─── PROVIDED RECORDS ───

//! Key lookup and value extraction over a tokenized document.
//!
//! The token array produced by [`crate::scan`] is flat: nesting shows up
//! only in the spans. Lookup here is therefore a document-order scan over
//! string tokens at every depth, which is exactly what the flat wire format
//! needs - a key is found whether it sits at the top level or inside a
//! nested object, and the first match wins.

use crate::buffer::{Appended, ByteSink};
use crate::relax;
use crate::scan::{self, ScanError, Token, TokenKind};

/// Tokenize `text` and require an object at the root.
///
/// Returns the token count. Anything else the root could be (array, scalar,
/// nothing at all) is reported as a syntax error.
pub fn parse_object(text: &[u8], tokens: &mut [Token]) -> Result<usize, ScanError> {
    let count = scan::tokenize(text, tokens)?;
    if count == 0 || tokens[0].kind != TokenKind::Object {
        return Err(ScanError::Syntax);
    }
    Ok(count)
}

/// Index of the first string token whose bytes equal `key`, in document
/// order.
///
/// Length is compared before bytes. Index 0 is the root object, so a hit is
/// always >= 1; the value token follows at the returned index plus one.
pub fn find_key(text: &[u8], tokens: &[Token], key: &[u8]) -> Option<usize> {
    for (i, tok) in tokens.iter().enumerate() {
        if tok.kind != TokenKind::String {
            continue;
        }
        if tok.len() != key.len() {
            continue;
        }
        if tok.bytes(text) == key {
            return Some(i);
        }
        relax();
    }
    None
}

/// Copy a token's byte range into `out`, bounded by the sink's capacity.
///
/// The sink is reset first. Truncation to the longest fitting prefix is
/// deterministic and reported in the return value.
pub fn materialize<S: ByteSink>(text: &[u8], token: Token, out: &mut S) -> Appended {
    out.reset();
    out.put(token.bytes(text))
}

/// Look up `key` and materialize its value into `out`.
///
/// Returns `None` when the key is absent or has no following value token,
/// in which case `out` is left untouched (callers pre-clear defaults before
/// extraction). Otherwise returns the copy outcome.
pub fn value_of<S: ByteSink>(
    text: &[u8],
    tokens: &[Token],
    key: &[u8],
    out: &mut S,
) -> Option<Appended> {
    let at = find_key(text, tokens, key)?;
    let value = tokens.get(at + 1)?;
    Some(materialize(text, *value, out))
}
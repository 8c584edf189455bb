//! Client-level error types.
//!
//! The parsing layers keep compact code enums (`ScanError`,
//! `EnvelopeError`); this module folds them into the one error the client
//! surface returns.

use thiserror::Error;

use crate::envelope::EnvelopeError;
use crate::scan::ScanError;

/// Transport failure, as reported by a [`crate::client::Transport`]
/// implementation.
#[derive(Debug, Clone, Copy, PartialEq, Eq, Error)]
pub enum TransportError {
    #[error("connection failed")]
    Connect,
    /// The peer presented an unexpected certificate. The client forces a
    /// disconnect before surfacing this.
    #[error("unexpected server certificate")]
    Certificate,
    #[error("i/o failure")]
    Io,
    #[error("timed out waiting for response")]
    Timeout,
}

/// Any failure a bot operation can surface.
#[derive(Debug, Clone, Copy, PartialEq, Eq, Error)]
pub enum Error {
    #[error(transparent)]
    Transport(#[from] TransportError),

    /// The response lacked the expected framing or envelope markers.
    #[error("malformed response envelope")]
    MalformedResponse,

    /// The server answered with `"ok"` not equal to `true`.
    #[error("request rejected by server")]
    Rejected,

    /// The response payload did not tokenize.
    #[error("json scan failed: {}", .0.message())]
    Scan(ScanError),

    /// A composed request did not fit the shared buffer.
    #[error("request exceeds buffer capacity")]
    Capacity,
}

impl From<EnvelopeError> for Error {
    fn from(err: EnvelopeError) -> Self {
        match err {
            EnvelopeError::Malformed => Error::MalformedResponse,
            EnvelopeError::Rejected => Error::Rejected,
        }
    }
}

impl From<ScanError> for Error {
    fn from(err: ScanError) -> Self {
        Error::Scan(err)
    }
}
//! Response envelope unwrapping.
//!
//! Every server reply arrives as transport framing plus a body of the shape
//! `{"ok":<bool>,"result":<value>}`. Unwrapping runs once per response,
//! in place, inside the same shared buffer that carried the request: the
//! payload is compacted down to offset 0 so it can be tokenized directly,
//! with no second allocation.
//!
//! Compatibility assumption: the `"ok"` member textually precedes
//! `"result"` in the body, as the Bot API emits it. Scans run forward from
//! the header separator.

use tracing::warn;

use crate::buffer::{find_after, FixedBuf};

/// Why a response failed to unwrap.
#[derive(Debug, Clone, Copy, PartialEq, Eq)]
#[repr(u8)]
pub enum EnvelopeError {
    /// Header separator or an expected body marker is missing.
    Malformed = 0,
    /// The body carries `"ok"` but its value is not the literal `true`.
    Rejected,
}

impl EnvelopeError {
    /// Get a human-readable message for this error code.
    pub fn message(self) -> &'static str {
        match self {
            Self::Malformed => "malformed response envelope",
            Self::Rejected => "request rejected by server",
        }
    }
}

/// Strip framing and envelope from `buf`, leaving only the `result` payload.
///
/// Steps, mirroring the wire contract:
/// 1. Drop the final framing byte.
/// 2. Locate the header/body separator.
/// 3. Locate `"ok":` and require the literal `true` right after it.
/// 4. Locate `"result":` and compact everything after it to offset 0.
///
/// On any failure the buffer is cleared; a [`EnvelopeError::Rejected`]
/// leaves the caller expected to tear the connection down.
pub fn unwrap_response(buf: &mut FixedBuf) -> Result<(), EnvelopeError> {
    buf.drop_last();

    let body = match find_after(buf.as_bytes(), b"\r\n\r\n") {
        Some(at) => at,
        None => return Err(fail(buf, EnvelopeError::Malformed)),
    };

    let ok_at = match find_after(&buf.as_bytes()[body..], b"\"ok\":") {
        Some(at) => body + at,
        None => return Err(fail(buf, EnvelopeError::Malformed)),
    };

    if !buf.as_bytes()[ok_at..].starts_with(b"true") {
        return Err(fail(buf, EnvelopeError::Rejected));
    }

    let payload = match find_after(&buf.as_bytes()[ok_at..], b"\"result\":") {
        Some(at) => ok_at + at,
        None => return Err(fail(buf, EnvelopeError::Malformed)),
    };

    // Overlapping in-place shift of the payload down to offset 0
    buf.compact_to_start(payload);
    Ok(())
}

fn fail(buf: &mut FixedBuf, err: EnvelopeError) -> EnvelopeError {
    warn!(error = err.message(), "discarding response");
    buf.clear();
    err
}
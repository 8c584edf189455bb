//! Budgie Core
//!
//! Fixed-capacity Telegram bot client core for memory-constrained targets.
//! Every buffer, token array and record field has a capacity declared up
//! front; operations truncate or reject rather than grow, and a full poll
//! cycle runs without allocating.
//!
//! # Architecture
//!
//! - **buffer.rs** - fixed-capacity byte carriers and bounded copies
//! - **scan.rs** - JSON tokenizer writing byte-range spans into a
//!   caller-owned token slice
//! - **navigate.rs** - key lookup and value extraction over token spans
//! - **envelope.rs** - in-place `{"ok":..,"result":..}` envelope unwrapping
//! - **record.rs** - the flat message record
//! - **update.rs** - building a record from one nested update object
//! - **client.rs** - the bot client over a caller-supplied transport

pub mod buffer;
pub mod client;
pub mod envelope;
pub mod error;
pub mod limits;
pub mod navigate;
pub mod record;
pub mod scan;
pub mod update;

pub use buffer::{find_after, Appended, ByteSink, FixedBuf, FixedStr};
pub use client::{Bot, ParseMode, SendOptions, Transport};
pub use envelope::{unwrap_response, EnvelopeError};
pub use error::{Error, TransportError};
pub use record::{Chat, Message, Sender};
pub use scan::{tokenize, ScanError, Token, TokenKind};
pub use update::{build_message, ParseArena};

/// Cooperative-scheduler hint for long linear scans.
///
/// Inert on preemptive and single-task targets; kept at the points where a
/// cooperative runtime would want a chance to run.
#[inline(always)]
pub(crate) fn relax() {}
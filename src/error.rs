//! Crate-level error for the setup paths (registration, configuration,
//! scheduler construction). Resolution and execution failures are reported
//! per root value instead, see `calculator::ValueFailure`.

use crate::compute::SchedulerError;
use crate::config::ConfigError;
use crate::store::RegistryError;
use crate::value::ValueError;
use thiserror::Error;

#[derive(Error, Debug)]
pub enum EngineError {
    #[error(transparent)]
    Registry(#[from] RegistryError),
    #[error(transparent)]
    Config(#[from] ConfigError),
    #[error(transparent)]
    Scheduler(#[from] SchedulerError),
    #[error(transparent)]
    Value(#[from] ValueError),
}

pub type Result<T> = std::result::Result<T, EngineError>;
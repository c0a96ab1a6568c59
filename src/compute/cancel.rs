//! Run-level cancellation.

use std::sync::atomic::{AtomicBool, Ordering};
use std::sync::Arc;

/// Shared flag checked before each node starts. Clones observe the same flag.
#[derive(Debug, Clone, Default)]
pub struct CancellationToken {
    cancelled: Arc<AtomicBool>,
}

impl CancellationToken {
    pub fn new() -> Self { Self::default() }

    pub fn cancel(&self) {
        self.cancelled.store(true, Ordering::SeqCst);
    }

    pub fn is_cancelled(&self) -> bool {
        self.cancelled.load(Ordering::SeqCst)
    }
}
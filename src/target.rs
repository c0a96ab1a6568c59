//! Identifies *what* a computed value is about.
//!
//! A target is a type tag plus an identity. Requirements and specifications
//! only carry the lightweight `ComputationTargetSpecification`; the graph
//! builder resolves it to a full `ComputationTarget` (children, attributes)
//! through a `TargetResolver` before asking functions whether they apply.

use parking_lot::RwLock;
use serde::{Deserialize, Serialize};
use std::collections::{BTreeMap, HashMap};
use std::fmt;
use std::hash::{Hash, Hasher};

/// Classification of a target, used to index functions.
#[derive(Debug, Clone, PartialEq, Eq, Hash, PartialOrd, Ord, Serialize, Deserialize)]
pub enum TargetType {
    /// No target at all (e.g. a global value).
    Null,
    Primitive,
    Security,
    Position,
    Trade,
    PortfolioNode,
    Other(String),
}

impl fmt::Display for TargetType {
    fn fmt(&self, f: &mut fmt::Formatter<'_>) -> fmt::Result {
        match self {
            TargetType::Null => write!(f, "NULL"),
            TargetType::Primitive => write!(f, "PRIMITIVE"),
            TargetType::Security => write!(f, "SECURITY"),
            TargetType::Position => write!(f, "POSITION"),
            TargetType::Trade => write!(f, "TRADE"),
            TargetType::PortfolioNode => write!(f, "PORTFOLIO_NODE"),
            TargetType::Other(name) => write!(f, "{}", name),
        }
    }
}

/// A scheme-qualified, optionally versioned identifier (`Scheme~Value~Version`).
#[derive(Debug, Clone, PartialEq, Eq, Hash, PartialOrd, Ord, Serialize, Deserialize)]
pub struct UniqueId {
    pub scheme: String,
    pub value: String,
    pub version: Option<String>,
}

impl UniqueId {
    pub fn of(scheme: impl Into<String>, value: impl Into<String>) -> Self {
        Self { scheme: scheme.into(), value: value.into(), version: None }
    }

    pub fn with_version(mut self, version: impl Into<String>) -> Self {
        self.version = Some(version.into());
        self
    }

    /// Parses `Scheme~Value` or `Scheme~Value~Version`.
    pub fn parse(text: &str) -> Option<Self> {
        let mut parts = text.split('~');
        let scheme = parts.next().filter(|s| !s.is_empty())?;
        let value = parts.next().filter(|s| !s.is_empty())?;
        let version = parts.next().map(str::to_string);
        if parts.next().is_some() {
            return None;
        }
        Some(Self { scheme: scheme.to_string(), value: value.to_string(), version })
    }
}

impl fmt::Display for UniqueId {
    fn fmt(&self, f: &mut fmt::Formatter<'_>) -> fmt::Result {
        match &self.version {
            Some(v) => write!(f, "{}~{}~{}", self.scheme, self.value, v),
            None => write!(f, "{}~{}", self.scheme, self.value),
        }
    }
}

/// The canonical key of a target: type plus identity.
#[derive(Debug, Clone, PartialEq, Eq, Hash, PartialOrd, Ord, Serialize, Deserialize)]
pub struct ComputationTargetSpecification {
    pub target_type: TargetType,
    pub unique_id: Option<UniqueId>,
}

impl ComputationTargetSpecification {
    pub fn new(target_type: TargetType, unique_id: UniqueId) -> Self {
        Self { target_type, unique_id: Some(unique_id) }
    }

    pub fn null() -> Self {
        Self { target_type: TargetType::Null, unique_id: None }
    }

    pub fn primitive(scheme: impl Into<String>, value: impl Into<String>) -> Self {
        Self::new(TargetType::Primitive, UniqueId::of(scheme, value))
    }

    pub fn security(scheme: impl Into<String>, value: impl Into<String>) -> Self {
        Self::new(TargetType::Security, UniqueId::of(scheme, value))
    }
}

impl fmt::Display for ComputationTargetSpecification {
    fn fmt(&self, f: &mut fmt::Formatter<'_>) -> fmt::Result {
        match &self.unique_id {
            Some(id) => write!(f, "{}:{}", self.target_type, id),
            None => write!(f, "{}", self.target_type),
        }
    }
}

/// A resolved target.
///
/// Equality and hashing only consider the specification: two targets are the
/// same iff type and identity match.
#[derive(Debug, Clone, Serialize, Deserialize)]
pub struct ComputationTarget {
    specification: ComputationTargetSpecification,
    /// Derived targets, e.g. the positions under a portfolio node.
    pub children: Vec<ComputationTargetSpecification>,
    /// Reference data a function may consult in `can_apply_to`.
    pub attributes: BTreeMap<String, String>,
}

impl ComputationTarget {
    pub fn new(specification: ComputationTargetSpecification) -> Self {
        Self { specification, children: Vec::new(), attributes: BTreeMap::new() }
    }

    pub fn of(target_type: TargetType, unique_id: UniqueId) -> Self {
        Self::new(ComputationTargetSpecification::new(target_type, unique_id))
    }

    pub fn with_child(mut self, child: ComputationTargetSpecification) -> Self {
        self.children.push(child);
        self
    }

    pub fn with_attribute(mut self, name: impl Into<String>, value: impl Into<String>) -> Self {
        self.attributes.insert(name.into(), value.into());
        self
    }

    pub fn target_type(&self) -> &TargetType { &self.specification.target_type }
    pub fn unique_id(&self) -> Option<&UniqueId> { self.specification.unique_id.as_ref() }
    pub fn attribute(&self, name: &str) -> Option<&str> { self.attributes.get(name).map(String::as_str) }

    /// The canonical key used for graph-node caching.
    pub fn to_specification(&self) -> &ComputationTargetSpecification { &self.specification }
}

impl PartialEq for ComputationTarget {
    fn eq(&self, other: &Self) -> bool { self.specification == other.specification }
}

impl Eq for ComputationTarget {}

impl Hash for ComputationTarget {
    fn hash<H: Hasher>(&self, state: &mut H) { self.specification.hash(state) }
}

/// Which targets a function declares itself eligible for.
#[derive(Debug, Clone, PartialEq, Eq, Hash, Serialize, Deserialize)]
pub enum TargetScope {
    Anything,
    /// All targets of one type.
    OfType(TargetType),
    /// One specific target.
    Instance(ComputationTargetSpecification),
}

impl TargetScope {
    pub fn contains(&self, target: &ComputationTargetSpecification) -> bool {
        match self {
            TargetScope::Anything => true,
            TargetScope::OfType(t) => &target.target_type == t,
            TargetScope::Instance(spec) => spec == target,
        }
    }

    /// The type this scope is indexed under; `None` for `Anything`.
    pub fn index_type(&self) -> Option<&TargetType> {
        match self {
            TargetScope::Anything => None,
            TargetScope::OfType(t) => Some(t),
            TargetScope::Instance(spec) => Some(&spec.target_type),
        }
    }
}

/// Resolves a target specification to the full target (an external lookup).
pub trait TargetResolver: Send + Sync {
    fn resolve(&self, specification: &ComputationTargetSpecification) -> Option<ComputationTarget>;
}

/// Resolves every specification to a bare target with no children or attributes.
#[derive(Debug, Clone, Copy, Default)]
pub struct DefaultTargetResolver;

impl TargetResolver for DefaultTargetResolver {
    fn resolve(&self, specification: &ComputationTargetSpecification) -> Option<ComputationTarget> {
        Some(ComputationTarget::new(specification.clone()))
    }
}

/// Resolves only targets that were explicitly added.
#[derive(Debug, Default)]
pub struct InMemoryTargetResolver {
    targets: RwLock<HashMap<ComputationTargetSpecification, ComputationTarget>>,
}

impl InMemoryTargetResolver {
    pub fn new() -> Self { Self::default() }

    pub fn add(&self, target: ComputationTarget) {
        self.targets.write().insert(target.to_specification().clone(), target);
    }
}

impl TargetResolver for InMemoryTargetResolver {
    fn resolve(&self, specification: &ComputationTargetSpecification) -> Option<ComputationTarget> {
        self.targets.read().get(specification).cloned()
    }
}
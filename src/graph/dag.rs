//! dag.rs
//! The resolved dependency graph: nodes are function invocations, edges carry
//! the value specification flowing from producer to consumer.

use super::failure::ResolutionFailure;
use super::node::{DependencyNode, NodeId};
use crate::value::{ValueRequirement, ValueSpecification};
use chrono::{DateTime, Utc};
use petgraph::stable_graph::StableDiGraph;
use petgraph::visit::EdgeRef;
use petgraph::Direction;
use std::collections::{BTreeSet, HashMap};
use std::sync::Arc;

/// How one root requirement was resolved.
#[derive(Debug, Clone)]
pub struct RootResolution {
    pub requirement: ValueRequirement,
    pub outcome: Result<ValueSpecification, Arc<ResolutionFailure>>,
}

impl RootResolution {
    pub fn is_resolved(&self) -> bool { self.outcome.is_ok() }
}

/// An acyclic graph of `DependencyNode`s built for one valuation time.
///
/// Immutable once built; share it across executions behind an `Arc`.
#[derive(Debug)]
pub struct DependencyGraph {
    pub(crate) graph: StableDiGraph<DependencyNode, ValueSpecification>,
    pub(crate) producers: HashMap<ValueSpecification, NodeId>,
    pub(crate) roots: Vec<RootResolution>,
    pub(crate) required_live_data: BTreeSet<ValueSpecification>,
    valuation_time: DateTime<Utc>,
}

impl DependencyGraph {
    pub(crate) fn new(valuation_time: DateTime<Utc>) -> Self {
        Self {
            graph: StableDiGraph::new(),
            producers: HashMap::new(),
            roots: Vec::new(),
            required_live_data: BTreeSet::new(),
            valuation_time,
        }
    }

    pub fn valuation_time(&self) -> DateTime<Utc> { self.valuation_time }
    pub fn node_count(&self) -> usize { self.graph.node_count() }
    pub fn edge_count(&self) -> usize { self.graph.edge_count() }
    pub fn is_empty(&self) -> bool { self.graph.node_count() == 0 }

    pub fn node(&self, id: NodeId) -> Option<&DependencyNode> { self.graph.node_weight(id) }

    /// Every node id, in ascending index order.
    pub fn node_ids(&self) -> Vec<NodeId> {
        let mut ids: Vec<NodeId> = self.graph.node_indices().collect();
        ids.sort();
        ids
    }

    pub fn nodes(&self) -> impl Iterator<Item = (NodeId, &DependencyNode)> {
        self.graph.node_indices().filter_map(move |id| self.graph.node_weight(id).map(|n| (id, n)))
    }

    /// Root requirements in the order they were added.
    pub fn roots(&self) -> &[RootResolution] { &self.roots }

    pub fn root(&self, requirement: &ValueRequirement) -> Option<&RootResolution> {
        self.roots.iter().find(|r| &r.requirement == requirement)
    }

    /// The specifications that must be supplied externally before execution.
    pub fn required_live_data(&self) -> &BTreeSet<ValueSpecification> { &self.required_live_data }

    /// The node producing `specification`.
    pub fn producer_of(&self, specification: &ValueSpecification) -> Option<NodeId> {
        self.producers.get(specification).copied()
    }

    /// The distinct nodes `id` consumes from, in ascending order.
    pub fn dependencies(&self, id: NodeId) -> Vec<NodeId> {
        self.neighbours(id, Direction::Incoming)
    }

    /// The distinct nodes consuming from `id`, in ascending order.
    pub fn dependents(&self, id: NodeId) -> Vec<NodeId> {
        self.neighbours(id, Direction::Outgoing)
    }

    /// The (consumer, specification) pairs fed by `id`.
    pub fn consumers(&self, id: NodeId) -> impl Iterator<Item = (NodeId, &ValueSpecification)> {
        self.graph.edges_directed(id, Direction::Outgoing).map(|e| (e.target(), e.weight()))
    }

    fn neighbours(&self, id: NodeId, direction: Direction) -> Vec<NodeId> {
        let mut ids: Vec<NodeId> = self.graph.neighbors_directed(id, direction).collect();
        ids.sort();
        ids.dedup();
        ids
    }

    // --- Construction (graph builder only) ---

    pub(crate) fn add_node(&mut self, node: DependencyNode) -> NodeId {
        self.graph.add_node(node)
    }

    pub(crate) fn add_edge(&mut self, producer: NodeId, consumer: NodeId, specification: ValueSpecification) {
        let exists = self
            .graph
            .edges_directed(producer, Direction::Outgoing)
            .any(|e| e.target() == consumer && e.weight() == &specification);
        if !exists {
            self.graph.add_edge(producer, consumer, specification);
        }
    }

    pub(crate) fn add_output(&mut self, id: NodeId, specification: ValueSpecification) {
        if let Some(node) = self.graph.node_weight_mut(id) {
            node.outputs.insert(specification.clone());
            if node.live_data {
                self.required_live_data.insert(specification.clone());
            }
        }
        self.producers.insert(specification, id);
    }

    /// Drops nodes not upstream of a resolved root and outputs nobody reads.
    pub(crate) fn prune(&mut self) {
        let root_specs: BTreeSet<ValueSpecification> =
            self.roots.iter().filter_map(|r| r.outcome.as_ref().ok().cloned()).collect();
        let root_nodes: Vec<NodeId> = root_specs.iter().filter_map(|s| self.producer_of(s)).collect();
        let keep = crate::analysis::topology::upstream_from(self, &root_nodes);

        let doomed: Vec<NodeId> = self.graph.node_indices().filter(|id| !keep.contains(id)).collect();
        for id in &doomed {
            self.graph.remove_node(*id);
        }

        let mut needed = root_specs;
        needed.extend(self.graph.edge_indices().filter_map(|e| self.graph.edge_weight(e)).cloned());
        for id in self.graph.node_indices().collect::<Vec<_>>() {
            if let Some(node) = self.graph.node_weight_mut(id) {
                node.outputs.retain(|s| needed.contains(s));
            }
        }
        let graph = &self.graph;
        self.producers.retain(|spec, id| needed.contains(spec) && graph.contains_node(*id));
        self.required_live_data.retain(|spec| needed.contains(spec));

        if !doomed.is_empty() {
            log::debug!("Pruned {} unused nodes", doomed.len());
        }
    }
}
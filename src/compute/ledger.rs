//! ledger.rs
//! The per-run computed-value table and node states.
//!
//! Owned by one run. Each specification is written at most once; later
//! writes are ignored so dependents always observe the first result.

use super::error::ExecutionFailure;
use crate::graph::NodeId;
use crate::value::{ComputedValue, ValueSpecification};
use std::collections::HashMap;
use std::sync::Arc;

pub type ValueResult = Result<ComputedValue, Arc<ExecutionFailure>>;

#[derive(Debug, Clone, PartialEq)]
pub enum NodeState {
    Pending,
    Ready,
    Running,
    Succeeded,
    Failed(Arc<ExecutionFailure>),
}

impl NodeState {
    pub fn is_terminal(&self) -> bool {
        matches!(self, NodeState::Succeeded | NodeState::Failed(_))
    }
}

#[derive(Debug, Clone, Default)]
pub struct Ledger {
    states: HashMap<NodeId, NodeState>,
    values: HashMap<ValueSpecification, ValueResult>,
}

impl Ledger {
    pub fn new() -> Self { Self::default() }

    pub fn state(&self, node: NodeId) -> Option<&NodeState> { self.states.get(&node) }

    pub fn set_state(&mut self, node: NodeId, state: NodeState) {
        self.states.insert(node, state);
    }

    pub fn is_terminal(&self, node: NodeId) -> bool {
        self.states.get(&node).map_or(false, NodeState::is_terminal)
    }

    pub fn get(&self, specification: &ValueSpecification) -> Option<&ValueResult> {
        self.values.get(specification)
    }

    pub fn value(&self, specification: &ValueSpecification) -> Option<&ComputedValue> {
        self.values.get(specification)?.as_ref().ok()
    }

    /// Records the result for `specification` unless one is already present.
    pub fn insert(&mut self, specification: ValueSpecification, result: ValueResult) {
        if self.values.contains_key(&specification) {
            log::debug!("Ignoring second result for '{}'", specification);
            return;
        }
        self.values.insert(specification, result);
    }

    pub fn states(&self) -> impl Iterator<Item = (NodeId, &NodeState)> {
        self.states.iter().map(|(id, s)| (*id, s))
    }

    pub fn len(&self) -> usize { self.values.len() }
    pub fn is_empty(&self) -> bool { self.values.is_empty() }
}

───

→ **PROBLEM TO SOLVE**
An exact copy of the lines above, from the one containing "operation can surface." down to the one containing "or envelope markers." and including both, is the whole answer; retype it and nothing else.

→ **RESPONSE TO THIS TASK**
/// Any failure a bot operation can surface.
#[derive(Debug, Clone, Copy, PartialEq, Eq, Error)]
pub enum Error {
    #[error(transparent)]
    Transport(#[from] TransportError),

    /// The response lacked the expected framing or envelope markers.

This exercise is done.